Режиссерский дебют Екатерины Селенкиной «Обходные пути» — призер венецианской «Недели критики» и лучший российский фильм прошлого года по опросу «Искусства кино» — уже идет в избранных кинотеатрах. Главный герой «Обходных путей» — закладчик наркотиков, но эта картина, демонстративно лишенная остросюжетности, не столько рассказ о трудностях криминальной профессии, сколько попытка иного взгляда на Москву и Россию. Андрей Карташов поговорил с режиссеркой об американском образовании, пленке, гугл-картах и перманентной тревоге современной российской действительности.
— Прежде чем мы поговорим об «Обходных путях», расскажи немного о себе. Ты училась в Лос-Анджелесе в знаменитой школе CalArtsКалифорнийский институт искусств.. Что привело тебя в Калифорнию, насколько сложно было попасть?
— Мое первое образование, связанное с искусством, было в Московской школе нового кино. Я хотела учиться за границей, много лет подряд пыталась это организовать. Пока училась в МШНК, подавалась в TischКиношкола Нью-йоркского университета.: думала заниматься более нарративными вещами. Потом поняла, что меня больше интересует именно экспериментальное кино и выбрала CalArts. Там есть курс режиссуры, а есть курс под названием «Пленка и видео» — он известен авангардными режиссерами и режиссерками, которые там преподают или раньше учились. Когда пишешь портфолио и составляешь заявку, приходится немного подбивать себя под школу, а туда я писала очень искренне и о том, что меня действительно интересовало. И сразу поступила.
— Сейчас ты в Москве?
— Сейчас я живу в Подмосковье, но размышляю о том, чтобы опять переехать, смешаться с идеями откуда-то извне.

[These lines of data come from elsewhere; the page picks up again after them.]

use crate::core::cache::KeyValueCollection;
use crate::core::currency::{CurrencyRateProvider, ExchangeRateProvider, normalize_code};
use anyhow::{Context, Result, anyhow};
use async_trait::async_trait;
use std::sync::Arc;
use std::time::Duration;
use tracing::{debug, warn};

pub const RATE_TTL: Duration = Duration::from_secs(6 * 60 * 60);

fn rate_key(from: &str, to: &str) -> String {
    format!("exchange_rate:{from}:{to}")
}

/// Cache-aside lookup of currency pair rates in front of a single upstream provider.
///
/// Entries live for a fixed window and are never served past expiry. Concurrent misses
/// for the same pair may each reach the provider; the last write wins.
pub struct RateCache {
    provider: Arc<dyn ExchangeRateProvider>,
    cache: Arc<dyn KeyValueCollection>,
    ttl: Duration,
}

impl RateCache {
    pub fn new(provider: Arc<dyn ExchangeRateProvider>, cache: Arc<dyn KeyValueCollection>) -> Self {
        Self::with_ttl(provider, cache, RATE_TTL)
    }

    pub fn with_ttl(
        provider: Arc<dyn ExchangeRateProvider>,
        cache: Arc<dyn KeyValueCollection>,
        ttl: Duration,
    ) -> Self {
        Self {
            provider,
            cache,
            ttl,
        }
    }

    async fn cached_rate(&self, key: &str) -> Option<f64> {
        match self.cache.get(key.as_bytes()).await {
            Ok(Some(raw)) => match serde_json::from_slice::<f64>(&raw) {
                Ok(rate) => {
                    debug!("Cache hit for currency rate: {}", key);
                    Some(rate)
                }
                Err(e) => {
                    debug!("Discarding undecodable rate for {}: {}", key, e);
                    None
                }
            },
            Ok(None) => None,
            Err(e) => {
                warn!("Rate cache lookup failed for {}: {:#}", key, e);
                None
            }
        }
    }
}

#[async_trait]
impl CurrencyRateProvider for RateCache {
    async fn get_rate(&self, from: &str, to: &str) -> Result<f64> {
        let from = normalize_code(from);
        let to = normalize_code(to);
        if from == to {
            return Ok(1.0);
        }

        let key = rate_key(&from, &to);
        if let Some(rate) = self.cached_rate(&key).await {
            return Ok(rate);
        }

        debug!("Cache miss for currency rate: {}", key);
        let rates = self
            .provider
            .fetch_rates(&from)
            .await
            .with_context(|| format!("Failed to fetch exchange rates for {from}"))?;
        let rate = rates
            .get(&to)
            .copied()
            .ok_or_else(|| anyhow!("Currency code {} not found in rates for {}", to, from))?;
        if !rate.is_finite() || rate <= 0.0 {
            return Err(anyhow!("Invalid rate {} for {} to {}", rate, from, to));
        }

        if let Err(e) = self
            .cache
            .put(key.as_bytes(), &serde_json::to_vec(&rate)?, Some(self.ttl))
            .await
        {
            warn!("Failed to cache rate for {}: {:#}", key, e);
        }
        Ok(rate)
    }
}

#[cfg(test)]
mod tests {
    use super::*;
    use crate::store::memory::MemoryCollection;
    use std::collections::HashMap;
    use std::sync::atomic::{AtomicUsize, Ordering};
    use std::sync::Mutex;

    struct MockRateSource {
        call_count: AtomicUsize,
        rates: Mutex<HashMap<String, HashMap<String, f64>>>,
    }

    impl MockRateSource {
        fn new() -> Self {
            Self {
                call_count: AtomicUsize::new(0),
                rates: Mutex::new(HashMap::new()),
            }
        }

        fn set_rate(&self, from: &str, to: &str, rate: f64) {
            self.rates
                .lock()
                .unwrap()
                .entry(from.to_string())
                .or_default()
                .insert(to.to_string(), rate);
        }

        fn calls(&self) -> usize {
            self.call_count.load(Ordering::SeqCst)
        }
    }

    #[async_trait]
    impl ExchangeRateProvider for MockRateSource {
        async fn fetch_rates(&self, base: &str) -> Result<HashMap<String, f64>> {
            self.call_count.fetch_add(1, Ordering::SeqCst);
            self.rates
                .lock()
                .unwrap()
                .get(base)
                .cloned()
                .ok_or_else(|| anyhow!("Upstream unavailable for {}", base))
        }
    }

    fn rate_cache(source: &Arc<MockRateSource>, ttl: Duration) -> (RateCache, Arc<MemoryCollection>) {
        let collection = Arc::new(MemoryCollection::new());
        let cache = RateCache::with_ttl(source.clone(), collection.clone(), ttl);
        (cache, collection)
    }

    #[tokio::test]
    async fn test_same_currency_skips_cache_and_provider() {
        let source = Arc::new(MockRateSource::new());
        let (cache, collection) = rate_cache(&source, RATE_TTL);

        assert_eq!(cache.get_rate("usd", " USD").await.unwrap(), 1.0);
        assert_eq!(source.calls(), 0);
        assert!(collection.entries().await.unwrap().is_empty());
    }

    #[tokio::test]
    async fn test_rate_is_fetched_once_within_window() {
        let source = Arc::new(MockRateSource::new());
        source.set_rate("EUR", "USD", 1.1);
        let (cache, collection) = rate_cache(&source, RATE_TTL);

        // First call - should hit the provider
        assert_eq!(cache.get_rate("eur", "usd").await.unwrap(), 1.1);
        assert_eq!(source.calls(), 1);

        // Upstream drift is not observed while the entry is fresh
        source.set_rate("EUR", "USD", 1.2);
        assert_eq!(cache.get_rate("EUR", "USD").await.unwrap(), 1.1);
        assert_eq!(source.calls(), 1);

        assert!(
            collection
                .get(b"exchange_rate:EUR:USD")
                .await
                .unwrap()
                .is_some()
        );
    }

    #[tokio::test]
    async fn test_expired_rate_is_refetched() {
        let source = Arc::new(MockRateSource::new());
        source.set_rate("EUR", "USD", 1.1);
        let (cache, _) = rate_cache(&source, Duration::from_millis(10));

        assert_eq!(cache.get_rate("EUR", "USD").await.unwrap(), 1.1);
        source.set_rate("EUR", "USD", 1.2);

        tokio::time::sleep(Duration::from_millis(20)).await;
        assert_eq!(cache.get_rate("EUR", "USD").await.unwrap(), 1.2);
        assert_eq!(source.calls(), 2);
    }

    #[tokio::test]
    async fn test_provider_failure_is_surfaced_and_not_cached() {
        let source = Arc::new(MockRateSource::new());
        let (cache, collection) = rate_cache(&source, RATE_TTL);

        let err = cache.get_rate("GBP", "USD").await.unwrap_err();
        assert!(
            err.to_string()
                .contains("Failed to fetch exchange rates for GBP")
        );
        assert!(collection.entries().await.unwrap().is_empty());

        // Next call goes upstream again
        let _ = cache.get_rate("GBP", "USD").await;
        assert_eq!(source.calls(), 2);
    }

    #[tokio::test]
    async fn test_missing_target_currency() {
        let source = Arc::new(MockRateSource::new());
        source.set_rate("EUR", "GBP", 0.85);
        let (cache, _) = rate_cache(&source, RATE_TTL);

        let err = cache.get_rate("EUR", "JPY").await.unwrap_err();
        assert_eq!(
            err.to_string(),
            "Currency code JPY not found in rates for EUR"
        );
    }

    #[tokio::test]
    async fn test_undecodable_entry_counts_as_miss() {
        let source = Arc::new(MockRateSource::new());
        source.set_rate("EUR", "USD", 1.1);
        let (cache, collection) = rate_cache(&source, RATE_TTL);
        collection
            .put(b"exchange_rate:EUR:USD", b"not-a-number", None)
            .await
            .unwrap();

        assert_eq!(cache.get_rate("EUR", "USD").await.unwrap(), 1.1);
        assert_eq!(source.calls(), 1);
    }
}
//! Errors surfaced by the expense and report services.
//!
//! Business-rule violations ([`NotFound`], [`Forbidden`], [`InvalidState`],
//! [`InvalidArgument`], [`Conflict`]) are returned as typed values. Failures of the
//! upstream rate source become [`Unavailable`]; anything unexpected from the
//! repositories or the cache store becomes [`Internal`].
//!
//!  [`NotFound`]: ServiceError::NotFound
//!  [`Forbidden`]: ServiceError::Forbidden
//!  [`InvalidState`]: ServiceError::InvalidState
//!  [`InvalidArgument`]: ServiceError::InvalidArgument
//!  [`Conflict`]: ServiceError::Conflict
//!  [`Unavailable`]: ServiceError::Unavailable
//!  [`Internal`]: ServiceError::Internal
use crate::core::repository::RepositoryError;
use thiserror::Error;

pub type ServiceResult<T> = std::result::Result<T, ServiceError>;

#[derive(Error, Debug)]
pub enum ServiceError {
    #[error("{0} not found")]
    NotFound(String),
    #[error("Forbidden: {0}")]
    Forbidden(String),
    #[error("Invalid state: {0}")]
    InvalidState(String),
    #[error("Invalid argument: {0}")]
    InvalidArgument(String),
    #[error("Conflict: {0}")]
    Conflict(String),
    #[error("Exchange rate unavailable: {0:#}")]
    Unavailable(anyhow::Error),
    #[error("Internal error: {0:#}")]
    Internal(anyhow::Error),
}

impl ServiceError {
    pub fn not_found(resource: impl Into<String>) -> Self {
        Self::NotFound(resource.into())
    }

    pub fn forbidden(msg: impl Into<String>) -> Self {
        Self::Forbidden(msg.into())
    }

    pub fn invalid_state(msg: impl Into<String>) -> Self {
        Self::InvalidState(msg.into())
    }

    pub fn invalid_argument(msg: impl Into<String>) -> Self {
        Self::InvalidArgument(msg.into())
    }

    pub fn conflict(msg: impl Into<String>) -> Self {
        Self::Conflict(msg.into())
    }

    /// Stable identifier for the error category.
    pub fn kind(&self) -> &'static str {
        match self {
            Self::NotFound(_) => "not_found",
            Self::Forbidden(_) => "forbidden",
            Self::InvalidState(_) => "invalid_state",
            Self::InvalidArgument(_) => "invalid_argument",
            Self::Conflict(_) => "conflict",
            Self::Unavailable(_) => "unavailable",
            Self::Internal(_) => "internal",
        }
    }
}

impl From<RepositoryError> for ServiceError {
    fn from(err: RepositoryError) -> Self {
        match err {
            RepositoryError::NotFound { entity, id } => Self::NotFound(format!("{entity} {id}")),
            RepositoryError::Duplicate(msg)
            | RepositoryError::Conflict(msg)
            | RepositoryError::Stale(msg) => Self::Conflict(msg),
            RepositoryError::Storage(e) => Self::Internal(e),
        }
    }
}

— Сколько лет ты провела в Америке?
— Магистратура была длинная — три года, но я переехала еще раньше, так что жила там почти четыре года.
— Как на тебя повлиял опыт жизни в другой стране — в том отношении, как ты теперь видишь Россию? В «Обходных путях» есть ощущение взгляда со стороны, а не внутри. Могла бы ты снять такое кино, если бы не уезжала?
— Я бы в первую очередь говорила о влиянии образования. В России я в основном сталкивалась с довольно догматичным подходом, где мне говорили, что такое киноматерия, что подходит для кино, а что нет. В США — и внутри школы, и вне ее — я столкнулась с большим количеством освобождающих идей, которые позволили мне стать свободнее творчески. Приступая к этому фильму, я поняла, что Москву на самом деле снимать можно, и почти везде. Это не что-то, что «не поддается кино».
— Однако в современном кино действительно редко можно увидеть убедительное изображение Москвы. Обычно она выглядит очень искусственно, как и другие города России, впрочем. Как ты думаешь, почему?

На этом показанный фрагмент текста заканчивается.